## Requirement
Beginning at the line containing "Err(e) if e.kind()" and continuing to the end of the records below, give each line again exactly as it stands, and only those lines.

Stored data entries
----------
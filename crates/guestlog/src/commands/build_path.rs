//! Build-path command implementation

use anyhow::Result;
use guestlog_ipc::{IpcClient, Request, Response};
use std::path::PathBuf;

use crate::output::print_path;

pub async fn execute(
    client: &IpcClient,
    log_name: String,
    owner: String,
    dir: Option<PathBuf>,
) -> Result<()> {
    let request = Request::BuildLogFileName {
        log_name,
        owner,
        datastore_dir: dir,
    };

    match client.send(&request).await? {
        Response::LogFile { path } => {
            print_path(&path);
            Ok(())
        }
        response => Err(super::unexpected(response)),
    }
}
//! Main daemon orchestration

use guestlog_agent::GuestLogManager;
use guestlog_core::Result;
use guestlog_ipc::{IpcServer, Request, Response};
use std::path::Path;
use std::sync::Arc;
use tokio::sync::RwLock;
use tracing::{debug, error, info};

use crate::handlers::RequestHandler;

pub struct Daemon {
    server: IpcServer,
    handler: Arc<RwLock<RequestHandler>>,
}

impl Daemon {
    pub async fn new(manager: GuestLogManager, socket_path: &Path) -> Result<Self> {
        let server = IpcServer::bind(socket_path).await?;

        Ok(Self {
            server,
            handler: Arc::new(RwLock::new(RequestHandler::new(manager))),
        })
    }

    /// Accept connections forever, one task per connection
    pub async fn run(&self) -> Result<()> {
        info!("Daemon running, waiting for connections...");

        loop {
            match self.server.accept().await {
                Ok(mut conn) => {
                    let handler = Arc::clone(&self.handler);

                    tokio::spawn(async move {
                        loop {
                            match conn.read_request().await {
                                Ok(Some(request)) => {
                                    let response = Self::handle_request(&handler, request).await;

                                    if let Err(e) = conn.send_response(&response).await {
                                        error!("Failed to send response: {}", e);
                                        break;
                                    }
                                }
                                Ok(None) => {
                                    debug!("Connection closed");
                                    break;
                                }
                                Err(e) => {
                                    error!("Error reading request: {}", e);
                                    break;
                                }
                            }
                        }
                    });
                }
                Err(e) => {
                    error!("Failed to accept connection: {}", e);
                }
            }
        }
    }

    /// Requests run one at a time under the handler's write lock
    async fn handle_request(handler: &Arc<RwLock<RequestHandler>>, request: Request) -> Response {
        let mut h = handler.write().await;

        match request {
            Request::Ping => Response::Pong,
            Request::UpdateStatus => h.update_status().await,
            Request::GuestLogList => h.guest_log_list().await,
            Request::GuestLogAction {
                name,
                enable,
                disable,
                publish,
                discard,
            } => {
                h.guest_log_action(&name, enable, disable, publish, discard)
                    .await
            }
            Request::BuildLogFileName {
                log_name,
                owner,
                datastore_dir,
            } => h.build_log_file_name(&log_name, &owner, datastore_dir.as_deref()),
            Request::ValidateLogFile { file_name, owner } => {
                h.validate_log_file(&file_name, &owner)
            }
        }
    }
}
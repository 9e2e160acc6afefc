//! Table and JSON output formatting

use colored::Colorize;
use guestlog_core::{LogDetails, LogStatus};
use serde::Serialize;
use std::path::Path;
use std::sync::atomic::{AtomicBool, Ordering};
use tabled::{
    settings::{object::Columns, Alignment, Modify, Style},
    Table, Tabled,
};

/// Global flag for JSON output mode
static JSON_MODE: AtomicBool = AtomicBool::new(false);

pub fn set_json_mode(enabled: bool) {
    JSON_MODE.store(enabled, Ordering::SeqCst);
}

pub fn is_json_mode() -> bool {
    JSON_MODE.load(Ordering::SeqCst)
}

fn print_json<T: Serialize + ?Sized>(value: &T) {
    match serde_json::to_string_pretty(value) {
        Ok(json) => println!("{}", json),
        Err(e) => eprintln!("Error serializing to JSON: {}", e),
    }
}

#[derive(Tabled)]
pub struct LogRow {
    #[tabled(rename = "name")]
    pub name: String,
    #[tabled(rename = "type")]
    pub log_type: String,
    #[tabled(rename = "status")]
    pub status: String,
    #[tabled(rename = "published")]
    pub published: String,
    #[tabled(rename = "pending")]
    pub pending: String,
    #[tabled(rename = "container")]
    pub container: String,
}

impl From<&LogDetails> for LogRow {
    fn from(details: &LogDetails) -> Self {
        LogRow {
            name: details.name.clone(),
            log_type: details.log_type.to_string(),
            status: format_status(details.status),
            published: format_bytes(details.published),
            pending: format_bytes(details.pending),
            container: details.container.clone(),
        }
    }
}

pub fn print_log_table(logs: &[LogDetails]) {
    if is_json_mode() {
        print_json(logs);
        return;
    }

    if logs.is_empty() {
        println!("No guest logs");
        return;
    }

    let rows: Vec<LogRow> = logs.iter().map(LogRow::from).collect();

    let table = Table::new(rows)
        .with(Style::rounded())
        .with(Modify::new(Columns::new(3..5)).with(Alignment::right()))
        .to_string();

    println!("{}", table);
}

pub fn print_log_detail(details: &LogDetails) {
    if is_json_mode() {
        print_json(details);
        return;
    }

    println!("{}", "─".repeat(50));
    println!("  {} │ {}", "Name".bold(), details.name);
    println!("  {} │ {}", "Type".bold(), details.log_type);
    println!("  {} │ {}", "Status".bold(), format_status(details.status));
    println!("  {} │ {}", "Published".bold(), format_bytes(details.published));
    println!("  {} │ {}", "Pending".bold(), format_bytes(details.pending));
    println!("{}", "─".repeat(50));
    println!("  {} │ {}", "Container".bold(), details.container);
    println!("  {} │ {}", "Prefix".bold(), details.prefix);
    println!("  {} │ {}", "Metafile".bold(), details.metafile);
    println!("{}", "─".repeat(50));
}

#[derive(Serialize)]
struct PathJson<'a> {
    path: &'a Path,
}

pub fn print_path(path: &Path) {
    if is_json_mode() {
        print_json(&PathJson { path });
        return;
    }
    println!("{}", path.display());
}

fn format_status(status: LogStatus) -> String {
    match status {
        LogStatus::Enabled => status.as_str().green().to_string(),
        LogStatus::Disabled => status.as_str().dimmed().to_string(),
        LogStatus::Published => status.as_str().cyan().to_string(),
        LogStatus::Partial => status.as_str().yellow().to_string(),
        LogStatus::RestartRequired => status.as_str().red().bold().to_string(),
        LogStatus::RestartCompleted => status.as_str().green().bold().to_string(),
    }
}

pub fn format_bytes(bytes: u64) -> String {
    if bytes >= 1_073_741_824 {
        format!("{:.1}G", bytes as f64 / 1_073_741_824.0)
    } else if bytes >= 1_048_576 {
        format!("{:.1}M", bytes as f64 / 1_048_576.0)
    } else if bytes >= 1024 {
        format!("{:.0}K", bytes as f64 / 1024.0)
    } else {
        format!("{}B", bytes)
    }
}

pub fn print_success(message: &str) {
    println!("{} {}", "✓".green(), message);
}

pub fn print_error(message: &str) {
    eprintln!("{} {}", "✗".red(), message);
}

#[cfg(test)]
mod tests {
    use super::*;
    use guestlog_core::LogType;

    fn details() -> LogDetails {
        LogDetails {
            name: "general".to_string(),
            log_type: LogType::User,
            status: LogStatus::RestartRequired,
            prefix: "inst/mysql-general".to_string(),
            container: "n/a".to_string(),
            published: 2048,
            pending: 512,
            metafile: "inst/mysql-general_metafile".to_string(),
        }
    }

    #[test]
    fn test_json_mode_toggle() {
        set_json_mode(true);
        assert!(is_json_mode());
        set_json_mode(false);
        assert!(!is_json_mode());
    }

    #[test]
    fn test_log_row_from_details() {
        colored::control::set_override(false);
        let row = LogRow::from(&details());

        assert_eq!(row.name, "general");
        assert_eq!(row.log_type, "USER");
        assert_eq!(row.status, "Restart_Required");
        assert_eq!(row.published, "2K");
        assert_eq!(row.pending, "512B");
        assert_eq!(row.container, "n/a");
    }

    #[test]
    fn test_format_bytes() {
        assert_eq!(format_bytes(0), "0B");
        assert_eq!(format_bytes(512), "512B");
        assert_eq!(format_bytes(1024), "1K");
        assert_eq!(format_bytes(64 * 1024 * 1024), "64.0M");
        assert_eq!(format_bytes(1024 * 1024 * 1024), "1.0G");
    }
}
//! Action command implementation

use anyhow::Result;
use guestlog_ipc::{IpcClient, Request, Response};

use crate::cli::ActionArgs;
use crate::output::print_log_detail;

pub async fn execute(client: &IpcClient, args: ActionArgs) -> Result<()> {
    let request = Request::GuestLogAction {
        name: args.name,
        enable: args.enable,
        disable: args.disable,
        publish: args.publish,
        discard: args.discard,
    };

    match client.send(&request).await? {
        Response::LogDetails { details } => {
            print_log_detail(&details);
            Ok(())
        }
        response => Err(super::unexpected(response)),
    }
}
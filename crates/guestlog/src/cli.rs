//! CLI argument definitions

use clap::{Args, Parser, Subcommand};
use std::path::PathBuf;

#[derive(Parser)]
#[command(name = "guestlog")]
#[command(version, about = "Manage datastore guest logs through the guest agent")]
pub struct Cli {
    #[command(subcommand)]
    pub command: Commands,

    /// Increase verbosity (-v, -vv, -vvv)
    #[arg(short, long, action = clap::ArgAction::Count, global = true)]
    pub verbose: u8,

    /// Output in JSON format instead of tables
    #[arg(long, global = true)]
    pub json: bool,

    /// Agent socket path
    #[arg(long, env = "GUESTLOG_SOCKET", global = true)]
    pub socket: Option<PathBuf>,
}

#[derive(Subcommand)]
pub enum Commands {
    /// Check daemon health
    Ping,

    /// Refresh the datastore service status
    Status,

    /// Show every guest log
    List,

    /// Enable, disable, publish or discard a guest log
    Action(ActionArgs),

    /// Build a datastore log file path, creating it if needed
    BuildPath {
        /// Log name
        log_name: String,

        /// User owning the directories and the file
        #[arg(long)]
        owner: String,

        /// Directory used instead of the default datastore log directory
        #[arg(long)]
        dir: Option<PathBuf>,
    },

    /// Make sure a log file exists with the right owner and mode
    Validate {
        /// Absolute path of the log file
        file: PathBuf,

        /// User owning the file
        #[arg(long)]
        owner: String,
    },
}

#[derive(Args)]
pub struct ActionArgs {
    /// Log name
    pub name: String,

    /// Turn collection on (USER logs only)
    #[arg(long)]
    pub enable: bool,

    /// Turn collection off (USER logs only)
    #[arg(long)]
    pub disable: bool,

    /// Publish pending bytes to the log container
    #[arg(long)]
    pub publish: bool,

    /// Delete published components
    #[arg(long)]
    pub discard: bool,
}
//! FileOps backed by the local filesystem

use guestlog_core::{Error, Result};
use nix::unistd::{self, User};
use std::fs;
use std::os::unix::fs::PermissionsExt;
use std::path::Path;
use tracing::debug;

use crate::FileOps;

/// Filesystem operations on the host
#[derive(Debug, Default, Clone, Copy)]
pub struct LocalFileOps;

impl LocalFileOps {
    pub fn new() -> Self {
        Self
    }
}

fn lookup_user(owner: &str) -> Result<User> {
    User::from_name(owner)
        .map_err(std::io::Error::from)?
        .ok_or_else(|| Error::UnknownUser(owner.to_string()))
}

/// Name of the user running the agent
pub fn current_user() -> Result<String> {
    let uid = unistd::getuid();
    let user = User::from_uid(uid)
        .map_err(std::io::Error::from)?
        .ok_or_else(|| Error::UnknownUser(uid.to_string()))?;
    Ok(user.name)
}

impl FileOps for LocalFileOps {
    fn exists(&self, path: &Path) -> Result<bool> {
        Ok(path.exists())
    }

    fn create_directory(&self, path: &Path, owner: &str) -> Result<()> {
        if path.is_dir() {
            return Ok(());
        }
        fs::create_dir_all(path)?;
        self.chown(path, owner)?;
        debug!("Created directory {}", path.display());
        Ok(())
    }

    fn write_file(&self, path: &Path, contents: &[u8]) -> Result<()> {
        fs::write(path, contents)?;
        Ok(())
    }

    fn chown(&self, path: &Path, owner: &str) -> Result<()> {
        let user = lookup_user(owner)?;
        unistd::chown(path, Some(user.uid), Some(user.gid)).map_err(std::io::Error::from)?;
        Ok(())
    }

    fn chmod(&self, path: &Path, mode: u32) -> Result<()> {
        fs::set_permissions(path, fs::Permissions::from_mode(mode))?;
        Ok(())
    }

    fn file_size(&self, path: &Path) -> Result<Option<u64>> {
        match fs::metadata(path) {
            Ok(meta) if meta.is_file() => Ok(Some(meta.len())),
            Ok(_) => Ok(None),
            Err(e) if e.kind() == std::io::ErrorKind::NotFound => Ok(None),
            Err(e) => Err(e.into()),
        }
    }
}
----------
## Response for this exercise
            Err(e) if e.kind() == std::io::ErrorKind::NotFound => Ok(None),
            Err(e) => Err(e.into()),
        }
    }
}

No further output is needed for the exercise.